Wednesday, March 14, 2007

The Floor Of My Room

When I was nine years old, the floor of my bedroom was defined by severed limbs and bricks that made great empires. G.I. Joes did battle at the gates of giant fortresses, that my father and I spend nights putting together; next to old copies of Highlights and melted plastic. While spilt blood and mom’s handwriting lined the pages of life’s puzzles. Next to decaying VHS copies of the Wizard Of Oz that was never rewound all the way. While the grey carpet grew like wild jungle or thick swamp, that G.I. Joe had to trudge through to get to these fortresses. Taking cover in instruction manuals that dad read allowed and got frustrated with. While his forehead crinkled, and sweated, looking with ageless eyes, before saying, “I am too tired honey I think I am going to bed.” And I would do the same, unknotting the sheets that Mom folded and creased in eloquent patterns that defined her.
While great waves crashed downstairs, in swirling whirl-pools and riptides carrying with it, the bones of sunken ships and mollusks that I read about in so many Marine-Life books, that faintly reminded me of the sound of a broken plate, a curse word or a slammed door. I was in my bed, aboard my ship and it was safe.
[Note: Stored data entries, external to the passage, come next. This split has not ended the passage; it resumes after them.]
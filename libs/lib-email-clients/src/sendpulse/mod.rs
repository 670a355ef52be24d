mod constants;
mod types;

pub use constants::*;
pub use types::*;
Afloat a sea of green sweat pants and purple sweat shirts, with faded writing on the side, because they were my cousin Nicks and they still smelled like him, while he slept a bed below me. In these moments, I knew this was paradise.

When I was fifteen the floor of my bedroom was defined by severed limbs and ink stains. As volumes of my poetry that began with lines like, “life is an empty jar” and sat next to a growing CD collection, of music dad might listen to, if he were a little cooler. Near a boom box that was always playing and constantly asked to be turned down. While mom’s eyes looked too tired to fight, “Work was tough today, I have a headache, keep it down…please” While her voice was thin and shaky, like her hair or her lips. While shut doors signaled a time for magazines, magazines with glossy covers and words like, Gent printed across the top; that were hidden under a pile of Highlights, next to the copy of The Wizard of Oz, still not rewound and even more aged, while a jar of Vaseline sat with its lid loose. While Dad, who’s Vaseline it was, came home at dinner, slouching, staring at his dinner plate and saying, “I’d help you with your homework honey, but I am too tired, maybe mommy could help.”
At night, I would undo the bed sheets that mom meticulously knotted into elaborate patterns, with their folds, creases and valleys. While the smell of a fresh coat of paint, that dad hated and mom needed, lulled me to sleep at night. Like the whale songs that shook the walls of my bedroom an I read about in books, which sounded vaguely like an argument and might have been. Nick was long gone at this point, though his sweat pants were still here, sitting in the corner, next to a note he left me, that said “I love you, take care,” that was signed with a finger print a high school diploma and distance.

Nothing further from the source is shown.